Hello!
I am trying to make a table, but i have many column headers, and if you put them all next to each other, they take up too much horizontal space.
So i’m trying to rotate them 45 degrees to save space, like shown here:
RotationTransition(turns: AlwaysStoppedAnimation(7/8)) and Transform.rotate keep the original width (it does layout calculations first, and only rotates before drawing). So the end result is that i get my rotations, but i don’t get the benefit of them, i still use way too much horizontal space
RotatedBox uses width/height after rotation, during layout - perfect for my needs - but only supports 90degree rotations, not 45! Using 45 degrees would mean having to rotate your head too much to try to read the text…
Using a very long Stack to position the rotated widgets just-so, and
Writing your own RenderObject. This is probably not required, but if you can’t get the Stack working right (because you don’t have enough layout information in the build phase), then boy do I have a video for you.
Given that this looks like a spreadsheet, I suspect you may also need 2D scrolling. Luckily, Kate Lovett hosted an episode of The Flutter Build Show covering that, too.
One other idea is to combine your two approaches. First, rotate by 90 degrees so that the labels take less horizontal space. Then use Transform.rotate to make them diagonal (and therefore more readable).
normally in a row you could solve this with Expanded() but in this case it doesn’t seem to work. ideally i want them all to be equally long, and equalling the length or whichever is the longest one (and no longer than needed, but also not shorter, to avoid wrapping. but this requires constraining the row to a very precise width.
the other issue is, you need to be able to calculate the correct padding to use left and right, not sure how to do that.
i seem to have found an incredible hacky solution to give them all the same “as-small-as-needed” width… every value becomes a stack where we draw on top of every other value (with opacity 0)…
I think you’re almost there. I’m not at a computer but I think there’s a way to define the pivot point around which to Transform.rotate(). You’re currently rotating around the center.
If there’s no such argument to Transform.rotate(), there’s always the manual way to do it. But first, just see if there a parameter you can provide, or search the internet for “Flutter rotate around point” or something like that.
i had the rotation around the bottom centerpoint working, but the issue was that the texts had differing lengths (which results in non-aligned rotation points). but i found an ugly workaround for that (see my above comments)

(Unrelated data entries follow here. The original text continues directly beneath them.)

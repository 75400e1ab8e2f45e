//! Lines-of-code analyzer.
//!
//! Counts physical (`loc`), comment (`cloc`), executable (`eloc`), logical
//! (`lloc`) and non-comment (`ncloc`) lines for files, types and callables.
//! Project metrics are the sum over compilation units only, so a line is
//! never counted once for its file and again for its function.

use std::collections::BTreeSet;

use crate::analyzers::{AnalysisState, Analyzer, CacheAware, MetricsCache, NodeAware, ProjectAware};
use crate::core::artifact::{
    ArtifactGraph, ArtifactMeta, Callable, CompilationUnit, Token, TokenKind, TypeDecl,
};
use crate::core::errors::Result;
use crate::core::listener::AnalysisContext;
use crate::core::metrics::{node_metrics, MetricsTable, NodeMetrics, ProjectMetrics};
use crate::core::visitor::{walk_graph, walk_type, ArtifactVisitor, VisitScope};
use crate::io::cache::SharedCacheDriver;

pub const ID: &str = "loc";

const METRICS: [&str; 5] = ["loc", "cloc", "eloc", "lloc", "ncloc"];

/// Line classification of one token range
#[derive(Debug, Clone, Copy, PartialEq, Eq, Default)]
pub struct LineCounts {
    pub cloc: u32,
    pub eloc: u32,
    pub lloc: u32,
}

/// Classify the lines touched by `tokens`.
///
/// With `from_body` counting starts at the first `{`, which skips the
/// signature and leading doc comment of a function or type; a declaration
/// without a body counts nothing.
pub fn count_lines(tokens: &[Token], from_body: bool) -> LineCounts {
    let start = if from_body {
        tokens
            .iter()
            .position(|token| token.kind == TokenKind::CurlyBraceOpen)
            .unwrap_or(tokens.len())
    } else {
        0
    };

    let mut comment_lines = BTreeSet::new();
    let mut code_lines = BTreeSet::new();
    let mut logical: i64 = 0;

    for token in &tokens[start..] {
        match token.kind {
            TokenKind::If
            | TokenKind::Try
            | TokenKind::Case
            | TokenKind::Goto
            | TokenKind::Catch
            | TokenKind::While
            | TokenKind::Else
            | TokenKind::ElseIf
            | TokenKind::Switch
            | TokenKind::Default
            | TokenKind::Foreach
            | TokenKind::Function
            | TokenKind::Semicolon => logical += 1,
            // the loop header or trailing `while (..);` already carries a semicolon
            TokenKind::Do | TokenKind::For => logical -= 1,
            _ => {}
        }

        let lines = if token.kind.is_comment() {
            &mut comment_lines
        } else {
            &mut code_lines
        };
        lines.extend(token.lines());
    }

    // a line carrying any comment is not an executable line
    LineCounts {
        cloc: comment_lines.len() as u32,
        eloc: code_lines.difference(&comment_lines).count() as u32,
        lloc: logical.max(0) as u32,
    }
}

fn to_metrics(loc: u32, counts: LineCounts) -> NodeMetrics {
    node_metrics([
        ("loc", f64::from(loc)),
        ("cloc", f64::from(counts.cloc)),
        ("eloc", f64::from(counts.eloc)),
        ("lloc", f64::from(counts.lloc)),
        ("ncloc", f64::from(loc.saturating_sub(counts.cloc))),
    ])
}

/// Cache-aware lines-of-code analyzer.
#[derive(Debug, Default)]
pub struct LocAnalyzer {
    state: AnalysisState,
    cache: MetricsCache,
    metrics: MetricsTable,
    project: ProjectMetrics,
}

impl LocAnalyzer {
    pub fn new() -> Self {
        Self::default()
    }

    fn visit_callable(&mut self, scope: &mut VisitScope<'_>, callable: &Callable) {
        scope.fire_start(&callable.meta);
        if !self.cache.restore(&callable.meta, &mut self.metrics) {
            let counts = count_lines(&callable.meta.tokens, true);
            self.metrics
                .insert(callable.meta.key.clone(), to_metrics(callable.meta.span.line_count(), counts));
        }
        scope.fire_end(&callable.meta);
    }

    fn visit_type(&mut self, scope: &mut VisitScope<'_>, decl: &TypeDecl) {
        scope.fire_start(&decl.meta);
        let restored = self.cache.restore(&decl.meta, &mut self.metrics);

        walk_type(self, scope, decl);

        if !restored {
            let graph = scope.graph;
            let header = count_lines(&decl.meta.tokens, true);
            let (eloc, lloc) = decl
                .methods
                .iter()
                .filter_map(|&id| graph.meta(id))
                .filter_map(|method| self.metrics.get(&method.key))
                .fold((0.0, 0.0), |(eloc, lloc), method| {
                    (
                        eloc + method.get("eloc").copied().unwrap_or(0.0),
                        lloc + method.get("lloc").copied().unwrap_or(0.0),
                    )
                });
            let mut metrics = to_metrics(decl.meta.span.line_count(), header);
            metrics.insert("eloc".to_string(), eloc);
            metrics.insert("lloc".to_string(), lloc);
            self.metrics.insert(decl.meta.key.clone(), metrics);
        }
        scope.fire_end(&decl.meta);
    }

    fn record_project(&mut self, meta: &ArtifactMeta) {
        if let Some(metrics) = self.metrics.get(&meta.key) {
            self.project.add_node(metrics, &METRICS);
        }
    }
}

impl ArtifactVisitor for LocAnalyzer {
    fn visit_compilation_unit(&mut self, scope: &mut VisitScope<'_>, unit: &CompilationUnit) {
        if self.metrics.contains(&unit.meta.key) {
            return;
        }
        scope.fire_start(&unit.meta);
        if !self.cache.restore(&unit.meta, &mut self.metrics) {
            let counts = count_lines(&unit.meta.tokens, false);
            self.metrics
                .insert(unit.meta.key.clone(), to_metrics(unit.meta.span.end_line, counts));
        }
        self.record_project(&unit.meta);
        scope.fire_end(&unit.meta);
    }

    fn visit_class(&mut self, scope: &mut VisitScope<'_>, class: &TypeDecl) {
        self.visit_type(scope, class);
    }

    fn visit_interface(&mut self, scope: &mut VisitScope<'_>, interface: &TypeDecl) {
        self.visit_type(scope, interface);
    }

    fn visit_trait(&mut self, scope: &mut VisitScope<'_>, decl: &TypeDecl) {
        self.visit_type(scope, decl);
    }

    fn visit_function(&mut self, scope: &mut VisitScope<'_>, function: &Callable) {
        self.visit_callable(scope, function);
    }

    fn visit_method(&mut self, scope: &mut VisitScope<'_>, method: &Callable) {
        self.visit_callable(scope, method);
    }
}

impl Analyzer for LocAnalyzer {
    fn id(&self) -> &'static str {
        ID
    }

    fn analyze(&mut self, graph: &ArtifactGraph, context: &mut AnalysisContext) -> Result<()> {
        if !self.state.begin() {
            return Ok(());
        }
        context.fire_start_analyzer(ID);
        self.metrics.clear();
        self.project.clear();
        self.cache.load(ID);

        let mut scope = VisitScope::new(graph, context, ID);
        walk_graph(self, &mut scope);

        self.cache.unload(ID, &self.metrics);
        context.fire_end_analyzer(ID);
        self.state.finish();
        Ok(())
    }

    fn state(&self) -> AnalysisState {
        self.state
    }

    fn as_node_aware(&self) -> Option<&dyn NodeAware> {
        Some(self)
    }

    fn as_project_aware(&self) -> Option<&dyn ProjectAware> {
        Some(self)
    }

    fn as_cache_aware(&mut self) -> Option<&mut dyn CacheAware> {
        Some(self)
    }
}

impl NodeAware for LocAnalyzer {
    fn node_metrics(&self, artifact: &ArtifactMeta) -> NodeMetrics {
        self.metrics.get(&artifact.key).cloned().unwrap_or_default()
    }
}

impl ProjectAware for LocAnalyzer {
    fn project_metrics(&self) -> NodeMetrics {
        let mut metrics = self.project.to_map();
        for name in METRICS {
            metrics.entry(name.to_string()).or_insert(0.0);
        }
        metrics
    }
}

impl CacheAware for LocAnalyzer {
    fn set_cache(&mut self, driver: SharedCacheDriver) {
        self.cache.set_driver(driver);
    }

    fn cache(&self) -> Option<SharedCacheDriver> {
        self.cache.driver()
    }
}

i pretty much got it working. hacky, but still…
Widget headers() {
// when column headers are horizontal, they take too much space
// when they are vertical, you have to twist your neck to read them
// so we want 45 degree rotation to make them more compact horizontally, but still readable.
// However:
// * RotationTransition(turns: AlwaysStoppedAnimation(7/8)) and Transform.rotate keep the original width (making the rotation pointless)

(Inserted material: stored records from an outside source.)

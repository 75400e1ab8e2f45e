//! Damped PageRank over the strategy node table.

use std::collections::HashMap;

use petgraph::graph::{DiGraph, NodeIndex};
use petgraph::Direction;
use tracing::debug;

use super::strategy::NodeTable;
use crate::core::artifact::NodeId;
use crate::core::config::CodeRankConfig;

/// Result of one rank computation
#[derive(Debug, Clone, Default)]
pub struct RankResult {
    pub ranks: HashMap<NodeId, f64>,
    pub iterations: usize,
    pub converged: bool,
}

/// Dependency graph in petgraph form; edges run from dependent to dependency.
#[derive(Debug, Clone)]
pub struct RankGraph {
    graph: DiGraph<NodeId, ()>,
}

impl RankGraph {
    pub fn from_table(table: &NodeTable) -> Self {
        let mut graph = DiGraph::with_capacity(table.len(), 0);
        let mut indices: HashMap<NodeId, NodeIndex> = HashMap::with_capacity(table.len());
        for node in table.iter() {
            indices.insert(node.id, graph.add_node(node.id));
        }
        for node in table.iter() {
            for target in &node.dependencies {
                if let (Some(&from), Some(&to)) = (indices.get(&node.id), indices.get(target)) {
                    graph.add_edge(from, to, ());
                }
            }
        }
        Self { graph }
    }

    pub fn node_count(&self) -> usize {
        self.graph.node_count()
    }

    /// CodeRank: rank flows from each artifact to what it depends on
    pub fn code_rank(&self, config: &CodeRankConfig) -> RankResult {
        self.iterate(Direction::Incoming, config)
    }

    /// Reverse CodeRank: rank flows from each artifact to its dependents
    pub fn reverse_code_rank(&self, config: &CodeRankConfig) -> RankResult {
        self.iterate(Direction::Outgoing, config)
    }

    /// `rank[n] = (1 - d) + d * Σ rank[m] / degree[m]` over the sources `m`
    /// reaching `n` in `sources` direction. Hitting the iteration cap is a
    /// soft stop that keeps the last estimate.
    fn iterate(&self, sources: Direction, config: &CodeRankConfig) -> RankResult {
        let damping = config.damping_factor;
        let count = self.graph.node_count();
        let degree: Vec<usize> = self
            .graph
            .node_indices()
            .map(|node| self.graph.neighbors_directed(node, sources.opposite()).count())
            .collect();

        let mut ranks = vec![1.0; count];
        let mut iterations = 0;
        let mut converged = count == 0;

        while !converged && iterations < config.max_iterations {
            let next: Vec<f64> = self
                .graph
                .node_indices()
                .map(|node| {
                    let inflow: f64 = self
                        .graph
                        .neighbors_directed(node, sources)
                        .map(|source| ranks[source.index()] / degree[source.index()] as f64)
                        .sum();
                    (1.0 - damping) + damping * inflow
                })
                .collect();

            let delta = next
                .iter()
                .zip(&ranks)
                .map(|(new, old)| (new - old).abs())
                .fold(0.0, f64::max);
            ranks = next;
            iterations += 1;
            converged = delta < config.convergence_threshold;
        }

        if !converged {
            debug!("rank iteration stopped after {} rounds without converging", iterations);
        }

        let ranks = self
            .graph
            .node_indices()
            .map(|node| (self.graph[node], ranks[node.index()]))
            .collect();
        RankResult {
            ranks,
            iterations,
            converged,
        }
    }
}

#[cfg(test)]
mod tests {
    use super::*;
    use crate::core::artifact::{ArtifactGraph, Declaration};
    use approx::assert_relative_eq;
    use proptest::prelude::*;

    fn two_types() -> (ArtifactGraph, NodeId, NodeId, NodeTable) {
        let mut graph = ArtifactGraph::new();
        let app = graph.namespace("app");
        let a = graph.add_class(app, Declaration::new("A")).unwrap();
        let b = graph.add_class(app, Declaration::new("B")).unwrap();
        let mut table = NodeTable::new();
        table.ensure(&graph, a);
        table.ensure(&graph, b);
        table.add_edge(&graph, a, b);
        (graph, a, b, table)
    }

    #[test]
    fn dependency_outranks_dependent() {
        let (_, a, b, table) = two_types();
        let result = RankGraph::from_table(&table).code_rank(&CodeRankConfig::default());

        assert!(result.converged);
        assert_relative_eq!(result.ranks[&a], 0.15, epsilon = 1e-9);
        assert_relative_eq!(result.ranks[&b], 0.15 + 0.85 * 0.15, epsilon = 1e-9);
        assert!(result.ranks[&b] > result.ranks[&a]);
    }

    #[test]
    fn reverse_rank_flips_the_order() {
        let (_, a, b, table) = two_types();
        let result = RankGraph::from_table(&table).reverse_code_rank(&CodeRankConfig::default());
        assert!(result.ranks[&a] > result.ranks[&b]);
    }

    #[test]
    fn iteration_cap_is_a_soft_stop() {
        let (_, a, _, table) = two_types();
        let config = CodeRankConfig {
            max_iterations: 1,
            ..CodeRankConfig::default()
        };
        let result = RankGraph::from_table(&table).code_rank(&config);
        assert_eq!(result.iterations, 1);
        assert!(!result.converged);
        assert!(result.ranks.contains_key(&a));
    }

    #[test]
    fn empty_table_has_no_ranks() {
        let result = RankGraph::from_table(&NodeTable::new()).code_rank(&CodeRankConfig::default());
        assert!(result.ranks.is_empty());
        assert_eq!(result.iterations, 0);
    }

    proptest! {
        #[test]
        fn ranks_never_drop_below_the_teleport_floor(
            edges in proptest::collection::vec((0usize..6, 0usize..6), 0..20)
        ) {
            let mut graph = ArtifactGraph::new();
            let app = graph.namespace("app");
            let ids: Vec<_> = (0..6)
                .map(|n| graph.add_class(app, Declaration::new(format!("T{}", n))).unwrap())
                .collect();
            let mut table = NodeTable::new();
            for &id in &ids {
                table.ensure(&graph, id);
            }
            for (from, to) in edges {
                table.add_edge(&graph, ids[from], ids[to]);
            }

            let result = RankGraph::from_table(&table).code_rank(&CodeRankConfig::default());
            for rank in result.ranks.values() {
                prop_assert!(*rank >= 0.15 - 1e-12);
                prop_assert!(rank.is_finite());
            }
        }
    }
}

// * RotatedBox uses width/height afer rotation, during layout - perfect for what we need - but only supports 90degree rotations, not 45.

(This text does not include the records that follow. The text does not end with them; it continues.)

//! Afferent/efferent coupling between types, plus project-wide fan-out and
//! distinct call counts.
//!
//! A reference between two types related by inheritance (either direction)
//! is not coupling and is never recorded.

use std::collections::{BTreeMap, BTreeSet, HashSet};

use tracing::debug;

use crate::analyzers::{AnalysisState, Analyzer, NodeAware, ProjectAware};
use crate::core::artifact::{ArtifactGraph, ArtifactMeta, Callable, NodeId, Property, TypeDecl};
use crate::core::errors::Result;
use crate::core::listener::AnalysisContext;
use crate::core::metrics::{node_metrics, MetricsTable, NodeMetrics};
use crate::core::visitor::{walk_graph, walk_type, ArtifactVisitor, VisitScope};

pub const ID: &str = "coupling";

#[derive(Debug, Default, Clone)]
struct CouplingSets {
    afferent: BTreeSet<NodeId>,
    efferent: BTreeSet<NodeId>,
}

#[derive(Debug, Default)]
pub struct CouplingAnalyzer {
    state: AnalysisState,
    dependencies: BTreeMap<NodeId, CouplingSets>,
    metrics: MetricsTable,
    calls: usize,
    fanout: usize,
}

impl CouplingAnalyzer {
    pub fn new() -> Self {
        Self::default()
    }

    /// Types depending on `type_id`
    pub fn afferent(&self, type_id: NodeId) -> impl Iterator<Item = NodeId> + '_ {
        self.dependencies
            .get(&type_id)
            .into_iter()
            .flat_map(|sets| sets.afferent.iter().copied())
    }

    /// Types `type_id` depends on
    pub fn efferent(&self, type_id: NodeId) -> impl Iterator<Item = NodeId> + '_ {
        self.dependencies
            .get(&type_id)
            .into_iter()
            .flat_map(|sets| sets.efferent.iter().copied())
    }

    fn couple(&mut self, graph: &ArtifactGraph, declaring: NodeId, coupled: NodeId) {
        if graph.type_decl(coupled).is_none() {
            debug!("skipping dangling type reference {}", coupled);
            return;
        }
        if graph.is_subtype_of(coupled, declaring) || graph.is_subtype_of(declaring, coupled) {
            return;
        }
        self.dependencies
            .entry(declaring)
            .or_default()
            .efferent
            .insert(coupled);
        self.dependencies
            .entry(coupled)
            .or_default()
            .afferent
            .insert(declaring);
    }

    fn count_calls(&mut self, callable: &Callable) {
        let distinct: HashSet<String> = callable.calls.iter().map(|call| call.signature()).collect();
        self.calls += distinct.len();
    }

    fn visit_type(&mut self, scope: &mut VisitScope<'_>, decl: &TypeDecl) {
        scope.fire_start(&decl.meta);
        self.dependencies.entry(decl.meta.id).or_default();
        walk_type(self, scope, decl);
        scope.fire_end(&decl.meta);
    }

    fn finish(&mut self, graph: &ArtifactGraph) {
        for (&id, sets) in &self.dependencies {
            let Some(meta) = graph.meta(id) else {
                continue;
            };
            self.fanout += sets.efferent.len();
            let ca = sets.afferent.len() as f64;
            let ce = sets.efferent.len() as f64;
            self.metrics
                .insert(meta.key.clone(), node_metrics([("ca", ca), ("cbo", ce), ("ce", ce)]));
        }
    }
}

impl ArtifactVisitor for CouplingAnalyzer {
    fn visit_class(&mut self, scope: &mut VisitScope<'_>, class: &TypeDecl) {
        self.visit_type(scope, class);
    }

    fn visit_interface(&mut self, scope: &mut VisitScope<'_>, interface: &TypeDecl) {
        self.visit_type(scope, interface);
    }

    fn visit_trait(&mut self, scope: &mut VisitScope<'_>, decl: &TypeDecl) {
        self.visit_type(scope, decl);
    }

    fn visit_function(&mut self, scope: &mut VisitScope<'_>, function: &Callable) {
        scope.fire_start(&function.meta);
        let targets: BTreeSet<NodeId> = function
            .dependencies
            .iter()
            .map(|dependency| dependency.target)
            .filter(|&target| scope.graph.type_decl(target).is_some())
            .collect();
        self.fanout += targets.len();
        self.count_calls(function);
        scope.fire_end(&function.meta);
    }

    fn visit_method(&mut self, scope: &mut VisitScope<'_>, method: &Callable) {
        scope.fire_start(&method.meta);
        if let Some(owner) = method.owner {
            let graph = scope.graph;
            // return type, thrown types, then every other reference
            for dependency in &method.dependencies {
                self.couple(graph, owner, dependency.target);
            }
        }
        self.count_calls(method);
        scope.fire_end(&method.meta);
    }

    fn visit_property(&mut self, scope: &mut VisitScope<'_>, property: &Property) {
        scope.fire_start(&property.meta);
        if let (Some(owner), Some(type_ref)) = (property.owner, property.type_ref) {
            self.couple(scope.graph, owner, type_ref);
        }
        scope.fire_end(&property.meta);
    }
}

impl Analyzer for CouplingAnalyzer {
    fn id(&self) -> &'static str {
        ID
    }

    fn analyze(&mut self, graph: &ArtifactGraph, context: &mut AnalysisContext) -> Result<()> {
        if !self.state.begin() {
            return Ok(());
        }
        context.fire_start_analyzer(ID);
        self.dependencies.clear();
        self.metrics.clear();
        self.calls = 0;
        self.fanout = 0;

        let mut scope = VisitScope::new(graph, context, ID);
        walk_graph(self, &mut scope);
        self.finish(graph);

        context.fire_end_analyzer(ID);
        self.state.finish();
        Ok(())
    }

    fn state(&self) -> AnalysisState {
        self.state
    }

    fn as_node_aware(&self) -> Option<&dyn NodeAware> {
        Some(self)
    }

    fn as_project_aware(&self) -> Option<&dyn ProjectAware> {
        Some(self)
    }
}

impl NodeAware for CouplingAnalyzer {
    fn node_metrics(&self, artifact: &ArtifactMeta) -> NodeMetrics {
        self.metrics.get(&artifact.key).cloned().unwrap_or_default()
    }
}

impl ProjectAware for CouplingAnalyzer {
    fn project_metrics(&self) -> NodeMetrics {
        node_metrics([("calls", self.calls as f64), ("fanout", self.fanout as f64)])
    }
}

#[cfg(test)]
mod tests {
    use super::*;
    use crate::core::artifact::{CallSite, Declaration, DependencyKind};

    #[test]
    fn counts_distinct_coupled_types() {
        let mut graph = ArtifactGraph::new();
        let app = graph.namespace("app");
        let service = graph.add_class(app, Declaration::new("Service")).unwrap();
        let repo = graph.add_class(app, Declaration::new("Repo")).unwrap();
        let error = graph.add_class(app, Declaration::new("Error")).unwrap();
        let run = graph.add_method(service, Declaration::new("run")).unwrap();
        graph.add_dependency(run, repo, DependencyKind::Return).unwrap();
        graph.add_dependency(run, repo, DependencyKind::Parameter).unwrap();
        graph.add_dependency(run, error, DependencyKind::Throws).unwrap();

        let mut analyzer = CouplingAnalyzer::new();
        analyzer.analyze(&graph, &mut AnalysisContext::new()).unwrap();

        let service_metrics = analyzer.node_metrics(graph.meta(service).unwrap());
        assert_eq!(service_metrics["ce"], 2.0);
        assert_eq!(service_metrics["cbo"], 2.0);
        assert_eq!(service_metrics["ca"], 0.0);
        assert_eq!(analyzer.node_metrics(graph.meta(repo).unwrap())["ca"], 1.0);
        assert_eq!(analyzer.project_metrics()["fanout"], 2.0);
    }

    #[test]
    fn inheritance_is_not_coupling() {
        let mut graph = ArtifactGraph::new();
        let app = graph.namespace("app");
        let base = graph.add_class(app, Declaration::new("Base")).unwrap();
        let child = graph.add_class(app, Declaration::new("Child")).unwrap();
        graph.set_parent(child, base).unwrap();
        let up = graph.add_method(child, Declaration::new("up")).unwrap();
        let down = graph.add_method(base, Declaration::new("down")).unwrap();
        graph.add_dependency(up, base, DependencyKind::Return).unwrap();
        graph.add_dependency(down, child, DependencyKind::Allocation).unwrap();

        let mut analyzer = CouplingAnalyzer::new();
        analyzer.analyze(&graph, &mut AnalysisContext::new()).unwrap();

        assert_eq!(analyzer.efferent(child).count(), 0);
        assert_eq!(analyzer.efferent(base).count(), 0);
        assert_eq!(analyzer.node_metrics(graph.meta(base).unwrap())["ca"], 0.0);
    }

    #[test]
    fn identical_calls_count_once_per_callable() {
        let mut graph = ArtifactGraph::new();
        let app = graph.namespace("app");
        let f = graph.add_function(app, Declaration::new("f")).unwrap();
        let g = graph.add_function(app, Declaration::new("g")).unwrap();
        for callable in [f, g] {
            graph.add_call(callable, CallSite::new(Some("$log"), "info")).unwrap();
            graph.add_call(callable, CallSite::new(Some("$log"), "info")).unwrap();
            graph.add_call(callable, CallSite::new(None, "info")).unwrap();
        }

        let mut analyzer = CouplingAnalyzer::new();
        analyzer.analyze(&graph, &mut AnalysisContext::new()).unwrap();

        assert_eq!(analyzer.project_metrics()["calls"], 4.0);
    }

    #[test]
    fn property_types_couple() {
        let mut graph = ArtifactGraph::new();
        let app = graph.namespace("app");
        let holder = graph.add_class(app, Declaration::new("Holder")).unwrap();
        let value = graph.add_class(app, Declaration::new("Value")).unwrap();
        let field = graph.add_property(holder, Declaration::new("value")).unwrap();
        graph.set_property_type(field, value).unwrap();

        let mut analyzer = CouplingAnalyzer::new();
        analyzer.analyze(&graph, &mut AnalysisContext::new()).unwrap();

        assert_eq!(analyzer.efferent(holder).collect::<Vec<_>>(), vec![value]);
        assert_eq!(analyzer.afferent(value).collect::<Vec<_>>(), vec![holder]);
    }
}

// * OverflowBox(Transform.rotate) results in errors
// So the solution is to first vertically rotate the with RotatedBox, so the layout engine uses the constraints of tall&narrow text boxes,
// and after layouting, turn it by 45 degrees to make it more legible
//
// hack: create a stack of (invisible) text boxes on top of each other
// the resulting widget will have the width of whichever is the longest of the text boxes
// therefore, by stacking each entry on top of this stack, they all have the same length
// and therefore, consistent rotation origins
final all = ProgramGroup.values
.map((e) => Opacity(
opacity: 0,
child: Text(
e.name.camelToSpace(),
),
))
.toList();
return Transform.translate(
offset: const Offset(
0, -10), // because we pivot around bottom center, raise text up a bit
child: Row(
children: ProgramGroup.values
.map((e) => Transform.rotate(
alignment: Alignment.bottomCenter,
angle: pi / 4,
child: RotatedBox(
quarterTurns: 3,
child: Container(
// color: Colors.yellow,
child: Padding(
padding: const EdgeInsets.symmetric(vertical: 2),
child: Stack(children: [
SizedBox(
height: 26, child: Text(e.name.camelToSpace())),
...all
]),
),
),
)))
.toList()),
);
}
Yeah, if you need things like correct hitboxes and such, then @CraigLabenz’s approach might be a better fit. Namely, writing your own RenderObject. It’s a bit more involved but you have full control. His video on the topic is a great start.
Hello!
making my own RenderObject seems a bit “scary”, i rather stick with more standard widgets rather than investing time into learning something i will rarely need and will probably forget how it works when i look at the code again in a year.
so i’m using the various techniques described above. the biggest downside is the incorrect hitboxes. but i can live with that for now.
if you’re curious what my current version looks like, you can see it in action on https://www.youtube.com/watch?v=aOri5XEApi0 (skip to 3:30)
of course, if you want to give it a shot, i won’t stop you and will be happy to check it out, but no pressure at all!